Popular sports are turning green in Korea.
Just before the official opening of the season’s baseball game, the Korea Baseball Organization (KBO) and Korea Energy Management Corporation held a ceremony for the declaration of green sports. The “green sports campaign,” as it is called, includes pledges to reduce playing hours, replace existing lighting with LED illumination or solar-powered lighting and promote other activities to protect the environment.
First of all, in order to reduce total playing hours, pitchers are required to pitch within 12 seconds of the previous play. The five-minute cleaning time which takes place right after the fifth inning has been abolished. A certain percentage of money earned from ticket sales will be put into a green fund to establish a forest for baseball players. By May, the KBO will designate a Green Week, in which players who score homeruns, make saves and perform other feats during this period plant commemorative trees of their own.
Baseball stadiums are also turning green. Through budgetary support from the government and professional baseball teams, stadiums in Seoul, Daejeon, Busan and Incheon will introduce power generation that runs on photovoltaic or other renewable energy sources. LEDs will replace the old lighting system.
Munhak Stadium in Incheon will have a 456-kilowatt photovoltaic power generator, Jamsil Stadium in southeastern Seoul will receive a 100-kilowatt generator, and stadiums in Daejeon and Busan will each be installed with 70.2-kilowatt generators in the near future. Busan’s Sajik Stadium will set up a green energy experience hall. The SK Wyverns baseball club will also build an experience hall running on renewable energy within Incheon’s Munhak Stadium and use bullpen car and shuttle vehicles powered by electricity.
The KBO will produce TV commercials starring their star players to encourage their fans to participate in the green campaign. Each stadium will be equipped with bins to collect recyclable products. Signs will be put up that ask visitors to use public transportation and save electricity.

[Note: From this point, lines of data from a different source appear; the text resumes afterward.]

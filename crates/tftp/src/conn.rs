//! Datagram transport used by the dispatch loop

use std::future::Future;
use std::io;
use std::net::SocketAddr;

use tokio::net::UdpSocket;

/// An unreliable, connectionless datagram channel
///
/// This is all the server needs from its transport: send a datagram to a peer
/// and receive the next datagram together with its sender.
pub trait PacketConn: Send + Sync + 'static {
    fn send_to(&self, buf: &[u8], target: SocketAddr) -> impl Future<Output = io::Result<usize>> + Send;

    fn recv_from(&self, buf: &mut [u8]) -> impl Future<Output = io::Result<(usize, SocketAddr)>> + Send;
}

impl PacketConn for UdpSocket {
    fn send_to(&self, buf: &[u8], target: SocketAddr) -> impl Future<Output = io::Result<usize>> + Send {
        UdpSocket::send_to(self, buf, target)
    }

    fn recv_from(&self, buf: &mut [u8]) -> impl Future<Output = io::Result<(usize, SocketAddr)>> + Send {
        UdpSocket::recv_from(self, buf)
    }
}
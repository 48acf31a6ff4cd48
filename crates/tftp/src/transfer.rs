//! TFTP Transfer State Machine
//!
//! This module tracks every transfer in progress and decides the reply to each
//! inbound packet. TFTP has no connection concept, so a transfer is identified
//! by the peer's address (its TID) and validated by the block number carried in
//! each DATA or ACK packet.
//!
//! Nothing here touches the network. Every entry point takes the decoded
//! packet and returns the packet to send back, if any. The dispatch loop in
//! [`crate::server`] owns the socket and calls in while holding the registry
//! lock.

use std::collections::HashMap;
use std::net::SocketAddr;
use std::time::{Duration, Instant};

use thiserror::Error;

use crate::protocol::{
    MAX_DATA_SIZE, Packet, RequestKind, TftpAck, TftpData, TftpError, TftpErrorCode, TftpRequest, TransferMode,
};
use crate::store::{Store, StoreError};

const TIMEOUT_SECS: u64 = 3;
const MAX_RETRIES: usize = 8;

/// Transfer session configuration
#[derive(Debug, Clone)]
pub struct TransferConfig {
    /// Silence after which the last packet of a transfer is sent again
    pub timeout: Duration,
    /// Timeout retransmissions before a transfer is abandoned
    pub max_retries: usize,
    /// Upper bound on a single datagram send
    pub send_timeout: Duration,
    /// Delay between attempts after a failed send
    pub send_retry_delay: Duration,
    /// Failed send attempts before a transfer is abandoned
    pub max_send_retries: usize,
    /// How often the sweeper looks for timed out transfers
    pub sweep_interval: Duration,
    /// Upper bound on a single receive; the loop simply waits again
    pub recv_timeout: Duration,
}

impl Default for TransferConfig {
    fn default() -> Self {
        Self {
            timeout: Duration::from_secs(TIMEOUT_SECS),
            max_retries: MAX_RETRIES,
            send_timeout: Duration::from_secs(1),
            send_retry_delay: Duration::from_millis(100),
            max_send_retries: 5,
            sweep_interval: Duration::from_millis(500),
            recv_timeout: Duration::from_secs(30),
        }
    }
}

/// Errors raised by the state machine for packets it cannot place
#[derive(Debug, Clone, PartialEq, Eq, Error)]
pub enum TransferError {
    /// No transfer for this peer expects this block
    #[error("unknown transfer: block {block} from {peer}")]
    UnknownTransfer { peer: SocketAddr, block: u16 },
}

/// Which way the file bytes flow
#[derive(Debug, Clone, Copy, PartialEq, Eq)]
pub enum Direction {
    /// Server sends the file (RRQ)
    Send,
    /// Server receives the file (WRQ)
    Receive,
}

/// State of one file exchange
#[derive(Debug, Clone)]
pub struct Transfer {
    pub peer: SocketAddr,
    pub direction: Direction,
    /// Store key given in the request
    pub filename: String,
    pub mode: TransferMode,
    /// Receive: last acknowledged block. Send: block awaiting its ACK.
    pub block_num: u16,
    /// Received bytes, or the whole wire image of the file being sent
    pub buffer: Vec<u8>,
    /// Exact packet to retransmit
    pub last_sent: Packet,
    pub last_activity: Instant,
    /// Timeout retransmissions since the last progress
    pub retries: usize,
    /// The last send failed and a retry task owns the retransmission
    pub pending_retransmit: bool,
    /// Blocks received, or the non-wrapping number of the block in flight.
    /// Offsets are derived from this so files over 65535 blocks still work.
    sequence: usize,
}

impl Transfer {
    fn new(peer: SocketAddr, direction: Direction, filename: String, mode: TransferMode, reply: Packet) -> Self {
        Self {
            peer,
            direction,
            filename,
            mode,
            block_num: 0,
            buffer: Vec::new(),
            last_sent: reply,
            last_activity: Instant::now(),
            retries: 0,
            pending_retransmit: false,
            sequence: 0,
        }
    }

    /// Record a reply that moved the transfer forward
    fn progress(&mut self, reply: Packet) {
        self.last_sent = reply;
        self.last_activity = Instant::now();
        self.retries = 0;
    }
}

/// Packets to resend and transfers given up by [`TransferRegistry::expire`]
#[derive(Debug, Default)]
pub struct Expired {
    pub resend: Vec<(SocketAddr, Packet)>,
    pub abandoned: Vec<Transfer>,
}

/// All transfers in progress plus the store they read from and write to
pub struct TransferRegistry<S> {
    transfers: HashMap<SocketAddr, Transfer>,
    store: S,
}
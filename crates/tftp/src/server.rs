//! TFTP Server Implementation
//!
//! This module contains the dispatch loop that receives datagrams, routes them
//! to the transfer state machine and sends the replies, plus the background
//! work that keeps transfers alive over a lossy channel:
//!
//! - a failed send marks the transfer and hands the retransmission to a
//!   short-lived retry task;
//! - a sweeper resends the last packet of transfers that went quiet and
//!   abandons them after too many attempts.
//!
//! The registry lock is only held for map and store operations, never across
//! a network send.

use std::io;
use std::net::SocketAddr;
use std::path::PathBuf;
use std::sync::{Arc, Mutex, MutexGuard, PoisonError};
use std::time::Instant;

use anyhow::{Context, Result};
use tokio::net::UdpSocket;
use tokio::task::JoinHandle;
use tokio::time::{interval, sleep, timeout};

use crate::conn::PacketConn;
use crate::protocol::{MAX_PACKET_SIZE, Packet, TftpErrorCode, TftpOpcode, peek_opcode};
use crate::store::{DirStore, Store};
use crate::transfer::{TransferConfig, TransferRegistry};

/// Receives datagrams and drives the transfer state machine
///
/// Cloning is cheap; clones share the connection and the registry.
pub struct Dispatcher<C, S> {
    conn: Arc<C>,
    registry: Arc<Mutex<TransferRegistry<S>>>,
    config: TransferConfig,
}

impl<C, S> Clone for Dispatcher<C, S> {
    fn clone(&self) -> Self {
        Self {
            conn: Arc::clone(&self.conn),
            registry: Arc::clone(&self.registry),
            config: self.config.clone(),
        }
    }
}

impl<C: PacketConn, S: Store> Dispatcher<C, S> {
    pub fn new(conn: Arc<C>, store: S, config: TransferConfig) -> Self {
        Self {
            conn,
            registry: Arc::new(Mutex::new(TransferRegistry::new(store))),
            config,
        }
    }

    /// Shared transfer registry
    pub fn registry(&self) -> &Arc<Mutex<TransferRegistry<S>>> {
        &self.registry
    }

    fn lock(&self) -> MutexGuard<'_, TransferRegistry<S>> {
        self.registry.lock().unwrap_or_else(PoisonError::into_inner)
    }

    /// Decode one datagram and route it to the state machine
    ///
    /// Returns the reply to send, if any. Malformed datagrams are dropped.
    pub fn handle_datagram(&self, peer: SocketAddr, buf: &[u8]) -> Option<Packet> {
        let opcode = match peek_opcode(buf) {
            Ok(opcode) => opcode,
            Err(e) => {
                tracing::debug!("Dropping datagram from {}: {}", peer, e);
                return None;
            }
        };

        if TftpOpcode::from_u16(opcode).is_none() {
            tracing::debug!("Ignoring unsupported opcode {} from {}", opcode, peer);
            return None;
        }

        let packet = match Packet::decode(buf) {
            Ok(packet) => packet,
            Err(e) => {
                tracing::warn!("Failed to parse packet from {}: {}", peer, e);
                return None;
            }
        };

        tracing::debug!("Received {} from {}", packet, peer);

        let mut registry = self.lock();
        match packet {
            Packet::Request(request) => Some(registry.on_request(peer, &request)),
            Packet::Data(data) => match registry.on_data(peer, data) {
                Ok(reply) => reply,
                Err(e) => {
                    tracing::debug!("{}", e);
                    Some(Packet::error(TftpErrorCode::UnknownUser))
                }
            },
            Packet::Ack(ack) => registry.on_ack(peer, ack).unwrap_or_else(|e| {
                tracing::debug!("Ignoring ACK: {}", e);
                None
            }),
            Packet::Error(error) => {
                registry.on_error(peer, &error);
                None
            }
        }
    }

    /// Main receive loop
    ///
    /// Only an unrecoverable error on the underlying connection ends the loop.
    pub async fn run(&self) -> io::Result<()> {
        // One spare byte to detect datagrams over the limit
        let mut buffer = vec![0u8; MAX_PACKET_SIZE + 1];

        loop {
            let (len, peer) = match timeout(self.config.recv_timeout, self.conn.recv_from(&mut buffer)).await {
                Ok(Ok(received)) => received,
                Ok(Err(e)) if is_transient(&e) => {
                    tracing::debug!("Transient receive error: {}", e);
                    continue;
                }
                Ok(Err(e)) => return Err(e),
                Err(_) => {
                    tracing::trace!("No datagram within {:?}", self.config.recv_timeout);
                    continue;
                }
            };

            if len > MAX_PACKET_SIZE {
                tracing::warn!("Dropping oversized datagram from {}", peer);
                continue;
            }

            // The buffer is reused; only the first `len` bytes belong to this datagram
            if let Some(reply) = self.handle_datagram(peer, &buffer[..len]) {
                self.reply(peer, reply).await;
            }
        }
    }

    /// Spawn the timeout sweeper
    pub fn spawn_sweeper(&self) -> JoinHandle<()> {
        let this = self.clone();
        tokio::spawn(async move {
            let mut ticker = interval(this.config.sweep_interval);
            loop {
                ticker.tick().await;
                this.sweep().await;
            }
        })
    }

    /// Resend the last packet of every silent transfer, abandoning those out of retries
    pub async fn sweep(&self) {
        let expired = self
            .lock()
            .expire(Instant::now(), self.config.timeout, self.config.max_retries);

        for transfer in expired.abandoned {
            tracing::warn!(
                "Abandoning transfer of '{}' with {} after {} retransmissions",
                transfer.filename,
                transfer.peer,
                transfer.retries
            );
        }

        for (peer, packet) in expired.resend {
            tracing::debug!("Timeout, retransmitting {} to {}", packet, peer);
            self.reply(peer, packet).await;
        }
    }

    /// Send a reply, handing it to a retry task if the send fails
    async fn reply(&self, peer: SocketAddr, packet: Packet) {
        let bytes = match packet.encode() {
            Ok(bytes) => bytes,
            Err(e) => {
                tracing::warn!("Failed to encode {} for {}: {}", packet, peer, e);
                return;
            }
        };

        if self.send(peer, &bytes).await {
            self.lock().record_sent(&peer, &packet);
            return;
        }

        // Replies outside the peer's transfer, such as an error for a stray
        // DATA block, are retried as-is
        let bound = self.lock().record_send_failure(&peer, &packet).is_some();
        let this = self.clone();
        tokio::spawn(async move { this.retransmit(peer, bytes, bound).await });
    }

    /// Retry a failed send on a bounded schedule
    ///
    /// When the packet belongs to a registered transfer, each attempt resends
    /// the transfer's recorded packet and the transfer is abandoned once the
    /// attempts run out. Otherwise the original bytes are retried on their own.
    async fn retransmit(&self, peer: SocketAddr, bytes: Vec<u8>, bound: bool) {
        for attempt in 1..=self.config.max_send_retries {
            sleep(self.config.send_retry_delay).await;

            let (bytes, pending) = if bound {
                let pending = self.lock().pending_packet(&peer);
                // Gone, or already delivered by a later send
                let Some(packet) = pending else {
                    return;
                };
                match packet.encode() {
                    Ok(bytes) => (bytes, Some(packet)),
                    Err(_) => return,
                }
            } else {
                (bytes.clone(), None)
            };

            if self.send(peer, &bytes).await {
                tracing::debug!("Resent packet to {} on attempt {}", peer, attempt);
                if let Some(packet) = pending {
                    self.lock().record_sent(&peer, &packet);
                }
                return;
            }
        }

        tracing::warn!(
            "Giving up on {} after {} failed sends",
            peer,
            self.config.max_send_retries
        );
        if bound {
            self.lock().abandon(&peer);
        }
    }

    async fn send(&self, peer: SocketAddr, bytes: &[u8]) -> bool {
        match timeout(self.config.send_timeout, self.conn.send_to(bytes, peer)).await {
            Ok(Ok(_)) => true,
            Ok(Err(e)) => {
                tracing::warn!("Failed to send to {}: {}", peer, e);
                false
            }
            Err(_) => {
                tracing::warn!("Timed out sending to {}", peer);
                false
            }
        }
    }
}

/// Errors a UDP socket reports for earlier datagrams rather than for itself
fn is_transient(error: &io::Error) -> bool {
    matches!(
        error.kind(),
        io::ErrorKind::ConnectionReset | io::ErrorKind::ConnectionRefused | io::ErrorKind::Interrupted
    )
}

/// TFTP Server configuration
#[derive(Debug, Clone)]
pub struct TftpServerConfig {
    pub bind_address: String,
    pub transfer_config: TransferConfig,
}

impl Default for TftpServerConfig {
    fn default() -> Self {
        Self {
            bind_address: "0.0.0.0:6969".to_string(),
            transfer_config: TransferConfig::default(),
        }
    }
}

/// Main TFTP server
pub struct TftpServer<S> {
    config: TftpServerConfig,
    store: Option<S>,
    socket: Option<Arc<UdpSocket>>,
}

impl<S: Store> TftpServer<S> {
    /// Create a new TFTP server with the given configuration
    pub fn new(config: TftpServerConfig, store: S) -> Self {
        Self {
            config,
            store: Some(store),
            socket: None,
        }
    }

    /// Create a new TFTP server with default configuration
    pub fn with_defaults(store: S) -> Self {
        Self::new(TftpServerConfig::default(), store)
    }

    /// Get the server's configuration
    pub fn config(&self) -> &TftpServerConfig {
        &self.config
    }

    /// Get a mutable reference to the server's configuration
    pub fn config_mut(&mut self) -> &mut TftpServerConfig {
        &mut self.config
    }

    /// Get the local address the server is bound to (if bound)
    pub fn local_addr(&self) -> Option<SocketAddr> {
        self.socket.as_ref().and_then(|s| s.local_addr().ok())
    }

    /// Bind the server socket without serving yet
    pub async fn bind(&mut self) -> Result<SocketAddr> {
        let socket = UdpSocket::bind(&self.config.bind_address)
            .await
            .context("Failed to bind TFTP server socket")?;
        let local_addr = socket.local_addr().context("Failed to get local address")?;

        self.socket = Some(Arc::new(socket));
        Ok(local_addr)
    }

    /// Start the TFTP server and run the main loop
    pub async fn run(&mut self) -> Result<()> {
        if self.socket.is_none() {
            self.bind().await?;
        }

        let socket = self.socket.clone().context("Server must be bound before serving")?;
        let store = self.store.take().context("TFTP server is already running")?;

        tracing::info!("TFTP server listening on {}", socket.local_addr()?);

        let dispatcher = Dispatcher::new(socket, store, self.config.transfer_config.clone());
        let sweeper = dispatcher.spawn_sweeper();
        let result = dispatcher.run().await.context("TFTP receive loop failed");
        sweeper.abort();
        result
    }
}

/// Run a TFTP server with the given bind address and root directory
///
/// This is a convenience function that serves files from a directory.
pub async fn run_tftp_server(bind_address: String, root_directory: PathBuf) -> Result<()> {
    tracing::info!("Serving files from {}", root_directory.display());

    let config = TftpServerConfig {
        bind_address,
        ..Default::default()
    };
    TftpServer::new(config, DirStore::new(root_directory)).run().await
}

The SK Wyverns will launch a Green Volunteer Group that will join club supporters to educate people about saving energy and to further promote other green campaigns.
If the green campaign goes as planned, the nation will save 500,000 toe (tone of oil equivalent) of energy, which is equivalent to the energy used by 400,000 household for a year. (One toe is produced by burning 1 tonne of crude oil.) It can reduce the level of carbon dioxide emissions by 1,537 tons, which has the same effect as planting 13,800 two-year-old pine trees.
Other sports too emit much carbon dioxide, with football stadiums that boast the largest space for practice consuming the greatest amount of electricity. According to the findings of the Ministry of Environment, the five professional sports organizations ? including K-League (soccer), Korean Basketball League (KBL), Korea Volleyball Federation (KOVO) and Women’s Korean Basketball League (WKBL) — produced a combined total of 75,598 tons of carbon dioxide emissions last year.
The government, therefore, also concluded green sports deals with those five professional sports organizations on March 26. Some of the “green” ideas include providing ticket discounts to visitors who come on a bicycle or appointing a player who contributed to reducing the total number of playing hours as a “green player.” April 19 to 25 will be designated a “Climate Change Week” and Sunday, April 25, as “Green Sports Day,” on which special functions will take place to promote the importance of the environment.
For the public, the environment ministry will offer a Me-First Guideline that instructs people to refrain from using disposable products and minimize production of garbage among other things. When the guideline is properly implemented, the ministry expects to see the reduction of 15,184 tons of carbon dioxide annually through the combined energy-saving efforts of sports organizations and fans.